Reflectindo estas grandes mudanças, 80% dos meus entrevistados do sexo masculino e 60% do sexo feminino da geração mais jovem, nascidos nas décadas de 1980 e 1990, admitiram ter tido relações sexuais antes do casamento – mas principalmente com a pessoa com quem planeavam casar. A geração mais jovem também mostra uma tolerância crescente em relação aos casos extraconjugais. Contudo, também neste aspecto, as mulheres continuam mais limitadas pelas normas sociais tradicionais.
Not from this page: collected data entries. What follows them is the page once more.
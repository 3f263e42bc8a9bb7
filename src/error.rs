//! Error taxonomy for the generation pipeline.
//!
//! [`PipelineError`] covers task-level failures; [`ProviderError`] is the
//! per-call result of the AI provider and carries the transient/permanent
//! distinction as data so the retry loop never inspects error strings.

use thiserror::Error;

/// Task-level pipeline failure.
#[derive(Debug, Error)]
pub enum PipelineError {
    #[error("unsupported format: {0} (supported: .pdf, .docx, .doc)")]
    UnsupportedFormat(String),

    #[error("corrupt document: {0}")]
    CorruptDocument(String),

    #[error("document text too short: {0} characters after trimming")]
    EmptyDocument(usize),

    #[error("document exceeds maximum size: {size} bytes (limit {max})")]
    TooLarge { size: usize, max: usize },

    #[error("document already processed (bank {bank_id})")]
    DuplicateDocument { bank_id: String },

    #[error("generation failed for every chunk: {0}")]
    AllChunksFailed(String),

    #[error("persistence failed: {0}")]
    Persistence(#[from] sqlx::Error),

    #[error("task cancelled")]
    Cancelled,

    #[error("unknown task: {0}")]
    UnknownTask(String),

    #[error("invalid request: {0}")]
    InvalidRequest(String),
}

/// One AI-provider call outcome. Transient errors are retried with backoff;
/// permanent errors skip the chunk immediately.
#[derive(Debug, Error)]
pub enum ProviderError {
    #[error("transient provider error: {0}")]
    Transient(String),

    #[error("permanent provider error: {0}")]
    Permanent(String),
}

impl ProviderError {
    pub fn is_transient(&self) -> bool {
        matches!(self, ProviderError::Transient(_))
    }
}

#[cfg(test)]
mod tests {
    use super::*;

    #[test]
    fn transient_flag() {
        assert!(ProviderError::Transient("429".into()).is_transient());
        assert!(!ProviderError::Permanent("401".into()).is_transient());
    }

    #[test]
    fn messages_name_the_condition() {
        let err = PipelineError::TooLarge {
            size: 51 * 1024 * 1024,
            max: 50 * 1024 * 1024,
        };
        assert!(err.to_string().contains("maximum size"));

        let err = PipelineError::DuplicateDocument {
            bank_id: "abc".into(),
        };
        assert!(err.to_string().contains("abc"));
    }
}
Além destas normas sociais desiguais, o mercado de trabalho chinês ainda recompensa mais os homens do que as mulheres. Isto significa que, mais tarde na vida, os homens tendem a acumular mais riqueza e estatuto e, por isso, são considerados ainda desejáveis. Em contraste, uma mulher mais velha com um emprego com salários mais baixos pode ser considerada menos atraente no mercado de encontros.

À medida que as esposas têm filhos e envelhecem, poderão ter de encontrar formas de evitar que os maridos abandonem as famílias – e é aí que entra o dissipador de amantes. Normalmente, apenas as mulheres urbanas mais ricas e jovens, sem filhos, se sentem capazes de iniciar o divórcio.

Dito isto, muitos homens casados, incluindo aqueles com amantes fora do casamento, permaneceram cautelosos ao iniciar processos de divórcio. O frequentemente considerável custos financeiros do divórcio na Chinaespecialmente quando há crianças envolvidas, funcionam como uma barreira. Segundo a lei chinesa, o cônjuge envolvido num caso extraconjugal é o culpado e, portanto, deve arcar com a sanção financeira. Estes podem ser tão acentuados que os homens correm o risco de perder as poupanças de uma vida inteira, o que significa que o divórcio nestas situações é ainda menos comum.

A minha investigação ajuda a mostrar que, embora o sexo fora do casamento tenha se tornado mais normalizado na China, as atitudes sexuais são controladas por visões tradicionais profundamente enraizadas. Isto criou um ambiente que favorece desproporcionalmente os homens e uma elite privilegiada, deixando muitas esposas sem outra opção senão procurar ajuda de amantes dissipadoras quando os seus maridos traem. Qualquer pessoa que fale de uma revolução sexual na China precisa de ter isto em mente.